Secondo questa Corte, infatti, l’interpretazione della domanda e l’apprezzamento della sua ampiezza, oltre che del suo contenuto, costituiscono, anche nel giudizio di appello, ai fini della individuazione del devolutum, un tipico apprezzamento di fatto riservato al giudice del merito, e, pertanto, insindacabile in sede di legittimità, se non sotto il profilo dell’esistenza, sufficienza e logicità della motivazione (Cfr. Cass. 6 ottobre 2005 n. 19475 e Cass. 6 febbraio 2006 n. 2467, nonchè in particolare Cass. 12 ottobre 1998 n. 10101 – seguita da Cass. 25 settembre 2002 n. 13945 – la quale ha precisato che il sindacato su tale operazione interpretativa, in quanto non riferibile ad un vizio in procedendo, è consentito alla Corte di cassazione nei limiti istituzionali del giudizio di legittimità).

Con il secondo motivo il ricorrente, allegando violazione di legge e di norme collettive nonchè vizio di motivazione, pone il seguente quesito:"accertare e dichiarare che la Corte di Appello di Torino ha errato laddove ha ritenuto legittimo il licenziamento con preavviso intimato al Sig. A.A. dall’Agenzia del Territorio ai sensi dell’art. 67, comma 5, del CCNL, ritenendo assolutamente inesistente la giustificazione addotta dal Sig. A.A. per l’assenza dal 2 gennaio 2006 e per i giorni immediatamente successivi, posto che il ricorrente ha prodotto una certificazione medica a tal fine. Si chiede quindi che la Suprema Corte ravvisi il vizio di violazione di legge ovvero il vizio di contraddittorietà o manifesta illogicità della motivazione nella statuizione relativa alla carenza di giustificazione dell’assenza".

Osserva, preliminarmente, il Collegio che il motivo in esame con il quale si deducono contemporaneamente violazione di legge e vizi di motivazione è solo in parte ammissibile.

Infatti premesso che a norma dell’art. 366 bis c.p.c., non si può desumere il quesito dal contenuto del motivo o integrare il primo con il secondo, pena la sostanziale abrogazione del suddetto articolo (Cass. S.U. 11 marzo 2008 n. 6420), la censura non è esaminabile in relazione alla denunciata violazione di legge e norma collettiva in quanto, a parte ogni considerazione circa l’ammissibilità della contemporanea deduzione di violazione di legge e di vizio di motivazione – pur negata da alcune sentenze di questa Corte (Cass. 11 aprile 2008 n. 9470 e 23 luglio 2008 n. 20355 e ancora nello stesso senso 29 febbraio 2008 n. 5471, Cass. 31 marzo 2009 n. 7770), vi è di contro il rilevo assorbente che difetta nella formulazione del quesito l’indicazione sia della regula iuris adottata nel provvedimento impugnato, sia del diverso principio che il ricorrente assume corretto e che si sarebbe dovuto applicare in sostituzione del primo (Cass. SU 30 settembre 2008 n. 24339 e Cass. 19 febbraio 2009 n. 4044).

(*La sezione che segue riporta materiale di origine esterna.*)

//! # Tree Traversal
//!
//! Enumerates every path under a repository root as a flat, ordered
//! sequence: depth-first pre-order, with a directory's own path emitted
//! once, immediately before its contents. Siblings are visited in
//! byte-wise file-name order so that repeated runs over an unchanged
//! tree produce byte-identical output.
//!
//! ## Symlink Cycles
//!
//! The walk follows symlinks (a symlinked directory is entered like any
//! other), but keeps a visited set keyed by canonicalized path. A
//! directory whose real path has already been listed is emitted but not
//! re-entered, so cyclic symlinks terminate.

use std::collections::HashSet;
use std::fs;
use std::path::{Path, PathBuf};

use crate::error::WalkError;

/// Walk the tree rooted at `root`, returning every contained path in
/// depth-first pre-order. The (canonicalized) root itself is the first
/// element of the result.
///
/// # Errors
///
/// Returns [`WalkError`] when the root does not exist, a path cannot be
/// stat'ed (e.g. a broken symlink or permission failure), or a
/// directory cannot be listed. There is no partial-result recovery: the
/// first filesystem error aborts the walk.
pub fn walk(root: impl AsRef<Path>) -> Result<Vec<PathBuf>, WalkError> {
    let root = root.as_ref();
    let root = fs::canonicalize(root).map_err(|source| WalkError::Access {
        path: root.to_path_buf(),
        source,
    })?;

    let mut paths = Vec::new();
    // Real paths of directories whose contents have been listed.
    let mut visited: HashSet<PathBuf> = HashSet::new();
    // Explicit work list; children are pushed in reverse name order so
    // the stack pops them in name order.
    let mut stack: Vec<PathBuf> = vec![root];

    while let Some(path) = stack.pop() {
        let metadata = fs::metadata(&path).map_err(|source| WalkError::Access {
            path: path.clone(),
            source,
        })?;

        paths.push(path.clone());
        if !metadata.is_dir() {
            continue;
        }

        let real = fs::canonicalize(&path).map_err(|source| WalkError::Access {
            path: path.clone(),
            source,
        })?;
        if !visited.insert(real) {
            // Already listed through another link; don't re-enter.
            tracing::trace!(path = %path.display(), "skipping already-visited directory");
            continue;
        }

        let mut children = Vec::new();
        let entries = fs::read_dir(&path).map_err(|source| WalkError::ReadDir {
            path: path.clone(),
            source,
        })?;
        for entry in entries {
            let entry = entry.map_err(|source| WalkError::ReadDir {
                path: path.clone(),
                source,
            })?;
            children.push(entry.path());
        }
        children.sort();
        for child in children.into_iter().rev() {
            stack.push(child);
        }
    }

    Ok(paths)
}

In tal modo delimitato l’ambito del sindacato devoluto a questa Corte rileva il Collegio che la censura è infondata.

Difatti si chiede a questa Corte di accertare che la certificazione medica, contrariamente a quanto ritenuto dalla Corte del merito, era idonea a giustificare le assenze per le quali l’ A. è stato licenziato.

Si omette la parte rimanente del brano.